RAPID: Positive Top-line Results for Etripamil Nasal Spray in Paroxysmal SVT

A nasal spray containing etripamil, an investigational calcium channel blocker, significantly benefits patients with paroxysmal supraventricular tachycardia (PSVT), according to top-line results of the RAPID trial released Monday.

Drugmaker Milestone Pharmaceuticals said the phase III trial met its primary endpoint, demonstrating a higher rate of conversion to normal sinus rhythm within 30 minutes in patients who self-administered the active spray compared with placebo (64.3% vs 31.2%; HR 2.62; 95% CI 1.66-4.15). The median time to conversion was “three times faster” with etripamil.

Safety and tolerability were consistent with what has been seen in prior studies, with the most-common adverse events related to nasal administration. Nearly all of the randomized treatment-emergent adverse events were deemed mild (68%) or moderate (31%).

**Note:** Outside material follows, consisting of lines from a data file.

//! Two-phase probe orchestration: discovery, then metric fetch.
//!
//! A [`Probe`] is built per request from the shared [`ProbeServices`] and
//! the parsed [`ProbeConfig`]. The set of gauges is only known after
//! collection, so [`Probe::describe`] returns nothing.

use std::sync::Arc;
use std::time::{Duration, Instant};

use azmon_cache::ExpiringCache;
use azmon_client::{Deadline, InventoryApi, MetricsApiFactory};
use azmon_core::{ProbeConfig, ResourceInventory};
use tracing::{error, info, warn};

use crate::clients::MetricsClientCache;
use crate::discovery::get_resources;
use crate::fetch::fetch_metrics;
use crate::sample::{Gauge, Labels, SampleSink};
use crate::synth::sanitize_metric_name;

pub const SCRAPE_TIMEOUT_HEADER: &str = "X-Prometheus-Scrape-Timeout-Seconds";
pub const DEFAULT_SCRAPE_TIMEOUT: Duration = Duration::from_secs(10);
pub const TIMEOUT_MARGIN: Duration = Duration::from_millis(500);
pub const MIN_PROBE_TIMEOUT: Duration = Duration::from_millis(100);

const PHASE_QUERY_RESOURCES: &str = "query_resources";
const PHASE_FETCH_METRICS: &str = "fetch_metrics";

/// Process-wide dependencies shared by all probes.
pub struct ProbeServices {
    pub inventory_api: Arc<dyn InventoryApi>,
    pub inventory_cache: ExpiringCache<Arc<ResourceInventory>>,
    pub metrics_clients: MetricsClientCache,
    /// Used when a request names no subscriptions.
    pub subscriptions: Vec<String>,
}

impl ProbeServices {
    pub fn new(
        inventory_api: Arc<dyn InventoryApi>,
        metrics_factory: Arc<dyn MetricsApiFactory>,
        subscriptions: Vec<String>,
    ) -> Self {
        Self {
            inventory_api,
            inventory_cache: ExpiringCache::new(),
            metrics_clients: MetricsClientCache::new(metrics_factory),
            subscriptions,
        }
    }
}

/// Time budget for one probe from the scrape timeout header.
///
/// Absent, unparseable or non-positive values fall back to
/// [`DEFAULT_SCRAPE_TIMEOUT`]. `margin` is subtracted, with
/// [`MIN_PROBE_TIMEOUT`] as the floor.
pub fn probe_timeout(header: Option<&str>, margin: Duration) -> Duration {
    let scrape_timeout = match header.map(str::trim).filter(|v| !v.is_empty()) {
        None => DEFAULT_SCRAPE_TIMEOUT,
        Some(raw) => match raw.parse::<f64>() {
            Ok(secs) if secs.is_finite() && secs > 0.0 => {
                Duration::try_from_secs_f64(secs).unwrap_or(DEFAULT_SCRAPE_TIMEOUT)
            }
            Ok(_) => DEFAULT_SCRAPE_TIMEOUT,
            Err(_) => {
                warn!(
                    value = raw,
                    default_secs = DEFAULT_SCRAPE_TIMEOUT.as_secs(),
                    "couldn't parse {SCRAPE_TIMEOUT_HEADER}, using default"
                );
                DEFAULT_SCRAPE_TIMEOUT
            }
        },
    };
    scrape_timeout.saturating_sub(margin).max(MIN_PROBE_TIMEOUT)
}

/// One probe request.
pub struct Probe {
    services: Arc<ProbeServices>,
    config: ProbeConfig,
    timeout: Duration,
}

impl Probe {
    pub fn new(services: Arc<ProbeServices>, config: ProbeConfig, scrape_timeout_header: Option<&str>) -> Self {
        Self {
            services,
            config,
            timeout: probe_timeout(scrape_timeout_header, TIMEOUT_MARGIN),
        }
    }

    pub fn config(&self) -> &ProbeConfig {
        &self.config
    }

    pub fn timeout(&self) -> Duration {
        self.timeout
    }

    /// Metric names known before collection. Always empty.
    pub fn describe(&self) -> Vec<String> {
        Vec::new()
    }

    fn duration_gauge(&self, phase: &str, elapsed: Duration) -> Gauge {
        Gauge::new(
            sanitize_metric_name(&format!("{}_scrape_collector_duration_seconds", self.config.metric_prefix)),
            "azure_monitor_exporter: Duration of a collector scrape.",
            Labels::from([("phase".to_string(), phase.to_string())]),
            elapsed.as_secs_f64(),
        )
    }

    fn success_gauge(&self, success: bool) -> Gauge {
        Gauge::new(
            sanitize_metric_name(&format!("{}_scrape_collector_success", self.config.metric_prefix)),
            "azure_monitor_exporter: Whether a collector succeeded.",
            Labels::new(),
            if success { 1.0 } else { 0.0 },
        )
    }

    /// Run both phases under one deadline and push every sample to `sink`.
    pub async fn collect(&self, sink: &mut (dyn SampleSink + Send)) {
        let deadline = Deadline::after(self.timeout);
        let services = &self.services;

        let started = Instant::now();
        let inventory = get_resources(
            services.inventory_api.as_ref(),
            &services.inventory_cache,
            &self.config,
            &services.subscriptions,
            deadline,
        )
        .await;
        sink.gauge(self.duration_gauge(PHASE_QUERY_RESOURCES, started.elapsed()));

        let inventory = match inventory {
            Ok(inventory) => inventory,
            Err(e) => {
                error!(resource_type = %self.config.resource_type, err = %e, "error querying resources");
                sink.invalid(e.to_string());
                sink.gauge(self.success_gauge(false));
                return;
            }
        };

        let started = Instant::now();
        let fetched = fetch_metrics(&services.metrics_clients, &inventory, &self.config, deadline, sink).await;
        sink.gauge(self.duration_gauge(PHASE_FETCH_METRICS, started.elapsed()));

        if let Err(e) = fetched {
            error!(resource_type = %self.config.resource_type, err = %e, "error fetching metrics");
            sink.invalid(e.to_string());
            sink.gauge(self.success_gauge(false));
            return;
        }

        info!(
            resource_type = %self.config.resource_type,
            resources = inventory.resource_count(),
            "probe complete"
        );
        sink.gauge(self.success_gauge(true));
    }
}
//! Per-region metrics clients, built once and kept for the process lifetime.

use std::sync::Arc;
use std::time::Duration;

use azmon_cache::ExpiringCache;
use azmon_client::{MetricsApi, MetricsApiFactory};
use tracing::debug;

use crate::error::{ProbeError, ProbeResult};

pub struct MetricsClientCache {
    factory: Arc<dyn MetricsApiFactory>,
    clients: ExpiringCache<Arc<dyn MetricsApi>>,
}

impl MetricsClientCache {
    pub fn new(factory: Arc<dyn MetricsApiFactory>) -> Self {
        Self {
            factory,
            clients: ExpiringCache::new(),
        }
    }

    /// Client for `region`, building it on first use. Construction failures
    /// are returned and not cached.
    pub fn get(&self, region: &str) -> ProbeResult<Arc<dyn MetricsApi>> {
        if let Some(client) = self.clients.get(region) {
            return Ok(client);
        }

        let client = self
            .factory
            .build(region)
            .map_err(|source| ProbeError::ClientConstruction {
                region: region.to_string(),
                source,
            })?;
        debug!(%region, "metrics client created");
        self.clients.set(region, client.clone(), Duration::MAX);
        Ok(client)
    }

    pub fn len(&self) -> usize {
        self.clients.len()
    }

    pub fn is_empty(&self) -> bool {
        self.clients.is_empty()
    }
}
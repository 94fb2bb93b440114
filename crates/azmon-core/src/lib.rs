//! azmon-core: shared types for the azmon probe.
//!
//! - [`ProbeConfig`]: the validated per-request configuration parsed from
//!   `/probe` query parameters.
//! - [`parse_go_duration`]: duration strings in the `1m30s` / `500ms` form.
//! - [`ResourceInventory`]: discovered resources grouped by region and
//!   subscription, plus per-resource extra labels.
//! - [`Aggregation`]: the five aggregation kinds the metrics API reports.
//! - [`text`]: escaping and value formatting for the text exposition format.

pub mod config;
pub mod duration;
pub mod error;
pub mod text;
pub mod types;

pub use config::{ProbeConfig, QueryOptions};
pub use duration::parse_go_duration;
pub use error::{ConfigError, DurationError};
pub use types::*;
//! azmon-client: outbound Azure API clients.
//!
//! - [`ResourceGraphClient`] ([`InventoryApi`]): paginated inventory queries.
//! - [`MetricsClient`] ([`MetricsApi`]): the regional `metrics:getBatch` API,
//!   built per region by [`HttpMetricsFactory`].
//! - [`SubscriptionsClient`]: subscription listing.
//! - [`RateLimitRecorder`]: quota header telemetry for every response.
//!
//! Every call takes a [`Deadline`] and fails with
//! [`ClientError::DeadlineExceeded`] once it passes. Throttled and 5xx
//! responses are retried within that deadline.

pub mod auth;
pub mod deadline;
pub mod error;
pub mod metrics;
pub mod ratelimit;
pub mod resourcegraph;
pub mod subscriptions;
pub mod transport;

pub use auth::{StaticToken, TokenSource};
pub use deadline::Deadline;
pub use error::{ClientError, ClientResult};
pub use metrics::{
    DEFAULT_METRICS_ENDPOINT_TEMPLATE, HttpMetricsFactory, MAX_RESOURCES_PER_QUERY, MetricResults,
    MetricsApi, MetricsApiFactory, MetricsClient, MetricsQuery,
};
pub use ratelimit::RateLimitRecorder;
pub use resourcegraph::{
    ApiFuture, InventoryApi, QueryRequest, QueryResponse, ResourceGraphClient, ResultTruncated,
};
pub use subscriptions::{DEFAULT_MANAGEMENT_ENDPOINT, Subscription, SubscriptionsClient};
pub use transport::{MAX_ATTEMPTS, Transport};
//! # Log Source API Handlers

use crate::error::{ApiError, not_found};
use crate::models::http_request_log_source::{self, LogSourceSettings};
use crate::repositories::LogSourceRepository;
use crate::server::AppState;
use axum::{
    extract::{Path, State},
    response::Json,
};
use serde::{Deserialize, Serialize};
use utoipa::ToSchema;
use uuid::Uuid;

/// Log source configuration for API responses
#[derive(Debug, Serialize, Deserialize, ToSchema)]
pub struct LogSourceInfo {
    #[schema(value_type = String)]
    pub id: Uuid,
    pub name: String,
    pub active: bool,
    pub sequence: i32,
    pub is_log_enabled: bool,
    /// Days entries are kept; 0 keeps them forever
    pub log_retention_period: i32,
    /// Inline body limit in KB
    pub body_text_log_limit: i32,
    pub content_type: String,
}

impl From<http_request_log_source::Model> for LogSourceInfo {
    fn from(model: http_request_log_source::Model) -> Self {
        Self {
            id: model.id,
            name: model.name,
            active: model.active,
            sequence: model.sequence,
            is_log_enabled: model.is_log_enabled,
            log_retention_period: model.log_retention_period,
            body_text_log_limit: model.body_text_log_limit,
            content_type: model.content_type,
        }
    }
}

#[derive(Debug, Serialize, Deserialize, ToSchema)]
pub struct LogSourcesResponse {
    pub log_sources: Vec<LogSourceInfo>,
}

/// Lists log sources ordered by sequence and name
#[utoipa::path(
    get,
    path = "/log-sources",
    responses(
        (status = 200, description = "All log sources", body = LogSourcesResponse),
        (status = 500, description = "Internal server error", body = ApiError)
    ),
    tag = "log-sources"
)]
pub async fn list_log_sources(
    State(state): State<AppState>,
) -> Result<Json<LogSourcesResponse>, ApiError> {
    let log_sources = LogSourceRepository::new(state.db.clone())
        .list_all()
        .await?
        .into_iter()
        .map(LogSourceInfo::from)
        .collect();

    Ok(Json(LogSourcesResponse { log_sources }))
}

/// Applies a partial settings update to a log source
#[utoipa::path(
    patch,
    path = "/log-sources/{id}",
    params(("id" = String, Path, description = "Log source id")),
    request_body(content = LogSourceSettings, example = json!({
        "log_retention_period": 30,
        "body_text_log_limit": 10
    })),
    responses(
        (status = 200, description = "Updated log source", body = LogSourceInfo),
        (status = 400, description = "Invalid settings", body = ApiError),
        (status = 404, description = "Unknown log source", body = ApiError)
    ),
    tag = "log-sources"
)]
pub async fn update_log_source(
    State(state): State<AppState>,
    Path(id): Path<Uuid>,
    Json(settings): Json<LogSourceSettings>,
) -> Result<Json<LogSourceInfo>, ApiError> {
    settings.validate()?;

    let repo = LogSourceRepository::new(state.db.clone());
    if repo.find_by_id(id).await?.is_none() {
        return Err(not_found(&format!("Log source '{}' not found", id)));
    }

    let updated = repo.update_settings(id, settings).await?;
    tracing::info!(log_source = %updated.name, "log source settings updated");

    Ok(Json(LogSourceInfo::from(updated)))
}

There were no serious adverse events related to etripamil.

Moreover, an analysis pooling data from RAPID and the previous NODE-301 study indicated that the nasal spray significantly reduces medical interventions and emergency department visits.

“These data further support the potential for etripamil to deliver a clinically meaningful benefit to patients and an important and valuable tool for their physicians,” Bruce Stambler, MD (Piedmont Heart Institute, Atlanta, GA), said in a company press release.

The RAPID trial, conducted at centers in the US and Europe, randomized 706 patients to a nasal spray containing etripamil or placebo. The spray was self-administered, and patients were instructed to give themselves a second dose if the first didn’t provide symptom relief within 10 minutes.

The results are slated to be presented next month during a late-breaking science session at the American Heart Association 2022 Scientific Sessions in Chicago, IL.

Milestone Pharmaceuticals said it is still enrolling patients in an open-label safety trial (NODE-303) and plans to submit a new drug application to the US Food and Drug Administration in the middle of next year “pending agency feedback.”